We did have plenty of diner breakfasts, though, and I realised that my pancakes had become a little bit, well, sad. One of the first things I did when I got home was to search out a decent recipe for American-style pancakes and then adjust and tweak it. I'm pretty happy with the results - light but still with plenty of texture and flavour.

375 ml whole milk
1 egg
20 ml vegetable oil
2 tbsp white vinegar
175 g self-raising flour
75 g fine maizemeal
a pinch of salt
2 tablespoons caster sugar
1 tsp baking powder

  1. Measure the milk into a jug, add the beaten egg, the vegetable oil and the vinegar, and leave to stand for 5 minutes.
  2. Measure the self-raising flour, maizemeal, salt, sugar and baking powder into a mixing bowl. 
  3. Add the milk and egg to the dry ingredients and mix briefly until just combined.
  4. Put a heavy-based frying pan on a medium heat and brush with a little oil. Pour a ladleful of the batter into the pan, and cook at a low heat until it starts to form a skin on top. Flip over and cook the other side and cook until golden.
Notes on ingredients
The vinegar and milk mixture is an attempt to recreate buttermilk. If you have access to buttermilk, then use that instead. The maizemeal adds texture, flavour and colour, so resist the temptation to replace it with flour.

Sunday, July 5, 2015

Sliced mushrooms with ginger dressing

This has been a staple of ours for a few years.  I usually make it as a salad to accompany a meal but it always seems to get eaten before the rest of the food is ready.

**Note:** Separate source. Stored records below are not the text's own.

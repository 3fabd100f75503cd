// ABOUTME: reptrack CLI - analyze recorded landmark streams and manage workout history
// ABOUTME: Handles frame analysis, history queries, ratings, recommendations, and difficulty status
//
// SPDX-License-Identifier: MIT OR Apache-2.0
// Copyright (c) 2025 Pierre Fitness Intelligence
//!
//! Usage:
//! ```bash
//! # Count and judge bicep curls from a JSON-lines frame file
//! reptrack-cli analyze --frames session.jsonl --exercise bicep_curl
//!
//! # Stop automatically after 12 reps
//! reptrack-cli analyze --frames session.jsonl --exercise squat --target-reps 12
//!
//! # Browse workout history
//! reptrack-cli history list --limit 10
//! reptrack-cli history show 7d3c9a2e-...
//! reptrack-cli history stats
//! reptrack-cli history delete 7d3c9a2e-...
//!
//! # Rate a workout and get suggestions
//! reptrack-cli rate 7d3c9a2e-... 4
//! reptrack-cli recommend
//!
//! # Inspect the newest difficulty batch
//! reptrack-cli difficulty
//! ```

mod commands;
mod helpers;

use anyhow::Result;
use clap::{Parser, Subcommand};
use reptrack::config::RuntimeConfig;
use reptrack::database::{SqliteStore, Store};
use reptrack::logging::LoggingConfig;
use reptrack_core::models::ExerciseKind;
use std::path::PathBuf;
use std::sync::Arc;
use tracing::info;

#[derive(Parser)]
#[command(
    name = "reptrack-cli",
    about = "Exercise repetition counting and form analysis",
    long_about = "Counts repetitions and judges form from recorded body landmarks, keeps a workout history, and suggests what to train next."
)]
struct Cli {
    #[command(subcommand)]
    command: Command,

    /// Database URL override
    #[arg(long, global = true)]
    database_url: Option<String>,

    /// Print JSON instead of tables where supported
    #[arg(long, global = true)]
    json: bool,

    /// Enable debug logging
    #[arg(long, short = 'v', global = true)]
    verbose: bool,
}

#[non_exhaustive]
#[derive(Subcommand)]
enum Command {
    /// Analyze a JSON-lines frame file as one workout
    Analyze {
        /// Frame file, one JSON object per line
        #[arg(long)]
        frames: PathBuf,

        /// Exercise performed (`bicep_curl`, squat, `lateral_raise`, lunge, `shoulder_press`)
        #[arg(long, value_parser = parse_exercise)]
        exercise: ExerciseKind,

        /// Stop counting after this many reps
        #[arg(long)]
        target_reps: Option<u32>,

        /// Print every frame, not only completed reps
        #[arg(long)]
        show_frames: bool,
    },

    /// Workout history commands
    History {
        #[command(subcommand)]
        action: HistoryCommand,
    },

    /// Rate a saved workout from 1 to 5
    Rate {
        /// Workout ID
        workout_id: String,

        /// Rating value
        #[arg(value_parser = clap::value_parser!(u8).range(1..=5))]
        rating: u8,
    },

    /// Suggest workouts similar to the most recently rated one
    Recommend {
        /// Number of suggestions (defaults to configuration)
        #[arg(long, short = 'k')]
        top_k: Option<usize>,
    },

    /// Show the newest difficulty batch and the reward it earns
    Difficulty,
}

#[non_exhaustive]
#[derive(Subcommand)]
enum HistoryCommand {
    /// List saved workouts, newest first
    List {
        /// Maximum number of workouts
        #[arg(long)]
        limit: Option<u32>,
    },

    /// Show one workout with its reps
    Show {
        /// Workout ID
        workout_id: String,
    },

    /// Totals across all workouts
    Stats,

    /// Delete a workout and its reps
    Delete {
        /// Workout ID
        workout_id: String,
    },
}

fn parse_exercise(raw: &str) -> Result<ExerciseKind, String> {
    raw.parse::<ExerciseKind>().map_err(|e| e.message)
}

#[tokio::main]
async fn main() -> Result<()> {
    let cli = Cli::parse();

    // Initialize logging
    let mut logging = LoggingConfig::from_env();
    if cli.verbose {
        "debug".clone_into(&mut logging.level);
    }
    logging.init()?;

    // Load configuration
    let mut config = RuntimeConfig::from_env()?;
    if let Some(database_url) = cli.database_url {
        config.database_url = database_url;
    }

    info!("Connecting to database: {}", config.database_url);
    let store: Arc<dyn Store> = Arc::new(SqliteStore::connect(&config.database_url).await?);

    match cli.command {
        Command::Analyze {
            frames,
            exercise,
            target_reps,
            show_frames,
        } => {
            let options = commands::analyze::AnalyzeOptions {
                frames,
                exercise,
                target_reps,
                show_frames,
            };
            commands::analyze::run(store, &config, options).await?;
        }
        Command::History { action } => match action {
            HistoryCommand::List { limit } => {
                commands::history::list(store.as_ref(), limit, cli.json).await?;
            }
            HistoryCommand::Show { workout_id } => {
                commands::history::show(store.as_ref(), &workout_id, cli.json).await?;
            }
            HistoryCommand::Stats => {
                commands::history::stats(store.as_ref(), cli.json).await?;
            }
            HistoryCommand::Delete { workout_id } => {
                commands::history::delete(store.as_ref(), &workout_id).await?;
            }
        },
        Command::Rate { workout_id, rating } => {
            commands::training::rate(store, &config, workout_id, rating).await?;
        }
        Command::Recommend { top_k } => {
            let top_k = top_k.unwrap_or(config.intelligence.recommendation.top_k);
            commands::training::recommend(store.as_ref(), top_k).await?;
        }
        Command::Difficulty => {
            commands::training::difficulty(store.as_ref(), &config).await?;
        }
    }

    Ok(())
}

250g of sliced brown mushrooms
1 tsp minced ginger
2 tsps sesame oil
2 tsps sunflower oil
2 tsps light soy
handful of chopped coriander

Combine all of the ingredients in a large bowl.  Leave to sit for at least 15 mins to give the mushrooms a chance to absorb the dressing before serving.

Sunday, June 28, 2015

Chilli sauce

We've just got back from a three week visit to the West Coast of the USA, travelling from Portland down to San Francisco and then up to Seattle. I've always been a bit sniffy about Mexican food, but I was converted by the burly charms of a breakfast burrito from a Portland food cart on my first day and didn't look back. Even the tortilla chips were great (and I say that despite the fact that one of them left me needing to visit my dentist to have a bridge repaired).

As a result, our first supermarket shop back in the UK included a special three-for-two offer of a large bag of birds eye, jalapeño and habanero chillies. I pickled the birds eyes, but short of setting up a taco stand couldn't think of any way of getting through the jalapeños and habaneros. So I decided to make some chilli sauce. I wanted something hot but with plenty of other flavours going on, and a bit of sweetness, too. I think this hits the spot.

Ingredients (makes about 400 ml)
12 habanero chillies
4 jalapeño chillies
1 onion
2 cloves of garlic
2 tablespoons of tomato puree
2 tablespoons of tamarind concentrate
2 tablespoons of demerara sugar
2 tablespoons of vegetable oil
1 tsp salt
1 tsp ground cumin
250 ml water
30 ml cider vinegar

sterilised bottles

  1. Cut the habaneros in half lengthwise, cut out and discard the stalks, scrape out and discard any seeds, and chop the flesh. Chop the tops off the jalapeños to remove the stalks, scrape out and discard the seeds, then chop the flesh.
  2. Peel and finely chop the onion and garlic.
  3. Put all of the ingredients except for the water and vinegar into a medium sized saucepan, and simmer for about 5 minutes.
  4. Add the water and vinegar, bring to the boil and simmer for another 20 minutes or so. The sauce should be fairly liquid, otherwise it won't pour.
  5. Transfer the contents of the pan to a jug and use a stick blender to puree the cooked sauce.
  6. Use a funnel to fill your sterilised bottles with the sauce.

Ethnic is as ethnic does
I'd never thought of Scottish cooking as qualifying as ethnic food until me and Sammy came across this food truck in Portland, flanked by offerings from Thailand and Lebanon.